In deze zaak heeft de Rechtbank Den Haag op 24 september 2019 uitspraak gedaan in een geschil tussen een eiser en de Staatssecretaris van Justitie en Veiligheid. De eiser had een aanvraag ingediend voor een verblijfsvergunning regulier voor bepaalde tijd, die was afgewezen omdat hij niet beschikte over een geldige machtiging tot voorlopig verblijf (mvv). De rechtbank oordeelde dat de aanscherping van het mvv-vereiste voor gezinsleden van Turkse werknemers die niet onder artikel 7 van Besluit 1/80 vallen, niet in strijd is met artikel 13 van dat besluit. De rechtbank concludeerde dat de eiser, ondanks de verstrekking van een mvv, nog belang had bij zijn beroep tegen het bestreden besluit, omdat hij en zijn referente schade hadden geleden door de onrechtmatige uitzetting van de eiser op 31 augustus 2018. De rechtbank oordeelde dat de rechtmatigheid van het primaire besluit beoordeeld moest worden, ook al was de mvv inmiddels verstrekt.

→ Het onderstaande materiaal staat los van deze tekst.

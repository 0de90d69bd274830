pub mod utils;

use std::sync::Arc;
use std::time::Duration;

use tokio::sync::watch;
use tokio::task::JoinHandle;
use tokio::time::timeout;
use tracing::Instrument;
use tracing_subscriber::layer::SubscriberExt;
use tracing_subscriber::util::SubscriberInitExt;
use tracing_subscriber::{EnvFilter, Layer};

use service::{Config, DirectoryError, PrincipalDirectory};

const FINAL_SHUTDOWN_TIMEOUT: Duration = Duration::from_secs(30);

/// Handle for gracefully shutting down the daemon service.
pub struct ShutdownHandle {
    graceful_waiter: JoinHandle<()>,
    shutdown_tx: watch::Sender<()>,
    shutdown_rx: watch::Receiver<()>,
}

impl ShutdownHandle {
    /// Block until shutdown is requested (signal or [`ShutdownHandle::shutdown`]),
    /// then wait for the directory's background task to wind down.
    ///
    /// Returns false if the background task did not stop in time.
    pub async fn wait(mut self, directory: &PrincipalDirectory) -> bool {
        tokio::select! {
            _ = &mut self.graceful_waiter => {}
            _ = self.shutdown_rx.changed() => {}
        }
        // a programmatic shutdown leaves the signal listener behind
        self.graceful_waiter.abort();
        let _ = self.shutdown_tx.send(());

        if timeout(FINAL_SHUTDOWN_TIMEOUT, directory.join())
            .await
            .is_err()
        {
            tracing::error!(
                "Failed to shut down within {} seconds",
                FINAL_SHUTDOWN_TIMEOUT.as_secs()
            );
            return false;
        }
        tracing::info!("shutdown complete");
        true
    }

    /// Trigger shutdown programmatically.
    pub fn shutdown(&self) {
        let _ = self.shutdown_tx.send(());
    }
}

/// Name of the daily-rotated log file under `--log-dir`.
const LOG_FILE_PREFIX: &str = "warden.log";

/// `--log-level` as the default directive, `RUST_LOG` on top.
fn level_filter(level: tracing::Level) -> EnvFilter {
    EnvFilter::builder()
        .with_default_directive(level.into())
        .from_env_lossy()
}

/// Initialize logging, panic handler, and build info reporting.
/// Returns guards that must be kept alive for the duration of the program.
///
/// Stdout always gets a compact layer. With `log_dir` set, a second,
/// ANSI-free layer writes to a daily-rotated file and records span close
/// timings, which covers each initial load and reload span. A log directory
/// that cannot be created disables the file layer and is reported once the
/// subscriber is up.
pub fn init_logging(config: &Config) -> Vec<tracing_appender::non_blocking::WorkerGuard> {
    use tracing_subscriber::fmt::format::FmtSpan;

    let mut guards = Vec::new();

    let (stdout_writer, stdout_guard) = tracing_appender::non_blocking(std::io::stdout());
    guards.push(stdout_guard);
    let stdout_layer = tracing_subscriber::fmt::layer()
        .compact()
        .with_writer(stdout_writer)
        .with_filter(level_filter(config.log_level));

    let mut log_dir_error = None;
    let file_layer = config.log_dir.as_ref().and_then(|log_dir| {
        if let Err(e) = std::fs::create_dir_all(log_dir) {
            log_dir_error = Some((log_dir.clone(), e));
            return None;
        }
        let file_appender = tracing_appender::rolling::daily(log_dir, LOG_FILE_PREFIX);
        let (file_writer, file_guard) = tracing_appender::non_blocking(file_appender);
        guards.push(file_guard);

        Some(
            tracing_subscriber::fmt::layer()
                .with_writer(file_writer)
                .with_ansi(false)
                .with_span_events(FmtSpan::CLOSE)
                .with_filter(level_filter(config.log_level)),
        )
    });

    tracing_subscriber::registry()
        .with(stdout_layer)
        .with(file_layer)
        .init();

    if let Some((log_dir, e)) = log_dir_error {
        tracing::warn!(
            log_dir = %log_dir.display(),
            error = %e,
            "failed to create log directory, logging to stdout only"
        );
    }

    utils::register_panic_logger();
    utils::report_build_info(&config.source);

    guards
}

/// Load the directory and start its background reload task, returning the directory handle.
///
/// Use this when embedding the directory in another process; the caller keeps
/// the `ShutdownHandle` and decides when to stop.
pub async fn start_service(
    config: &Config,
) -> Result<(Arc<PrincipalDirectory>, ShutdownHandle), StartError> {
    let (graceful_waiter, shutdown_tx, shutdown_rx) = utils::graceful_shutdown_blocker()?;

    let directory = match PrincipalDirectory::start(config, shutdown_rx.clone()).await {
        Ok(directory) => Arc::new(directory),
        Err(e) => {
            graceful_waiter.abort();
            return Err(e.into());
        }
    };
    tracing::info!(
        origin = directory.origin(),
        principals = directory.len(),
        "principal directory is live"
    );

    Ok((
        directory,
        ShutdownHandle {
            graceful_waiter,
            shutdown_tx,
            shutdown_rx,
        },
    ))
}

/// Run the daemon until SIGINT/SIGTERM.
pub async fn spawn_service(config: &Config) {
    let _guards = init_logging(config);

    // every event of this run carries the source it serves
    let span = tracing::info_span!("warden", origin = %config.source.origin());
    let stopped = async {
        let (directory, shutdown) = match start_service(config).await {
            Ok(started) => started,
            Err(e) => {
                tracing::error!("error starting principal directory: {}", e);
                std::process::exit(3);
            }
        };
        shutdown.wait(&directory).await
    }
    .instrument(span)
    .await;

    if !stopped {
        std::process::exit(4);
    }
}

#[derive(Debug, thiserror::Error)]
pub enum StartError {
    #[error("failed to install signal handlers: {0}")]
    Signals(#[from] std::io::Error),

    #[error(transparent)]
    Directory(#[from] DirectoryError),
}
pub mod process;

// Re-exports for consumers embedding the directory
pub use process::{spawn_service, start_service, ShutdownHandle, StartError};
pub use service::{Config as ServiceConfig, PrincipalDirectory};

De rechtbank stelde vast dat de referente, die zowel de Nederlandse als de Turkse nationaliteit heeft, een Turkse werknemer is in de zin van Besluit 1/80. De rechtbank oordeelde dat ongehuwde partners geen gezinsleden zijn in de zin van artikel 7 van Besluit 1/80, en dat de stelling van eiser dat de aanscherping van het beleid in strijd is met artikel 13 van Besluit 1/80 niet werd gevolgd. De rechtbank concludeerde dat de aanscherping van de toelatingsvoorwaarden voor gezinsleden van Turkse werknemers die niet onder artikel 7 vallen, rechtmatig is.
De rechtbank oordeelde verder dat verweerder niet verplicht was om de weigering van de verblijfsvergunning te heroverwegen na de uitzetting van eiser naar Turkije, omdat de aanvraag duidelijk gericht was op het verkrijgen van een verblijfsvergunning zonder mvv. De rechtbank heeft het beroep van eiser ongegrond verklaard, maar verweerder werd wel veroordeeld tot vergoeding van het griffierecht en de proceskosten van eiser, omdat de hoorplicht was geschonden. De rechtbank heeft het verzoek om schadevergoeding afgewezen.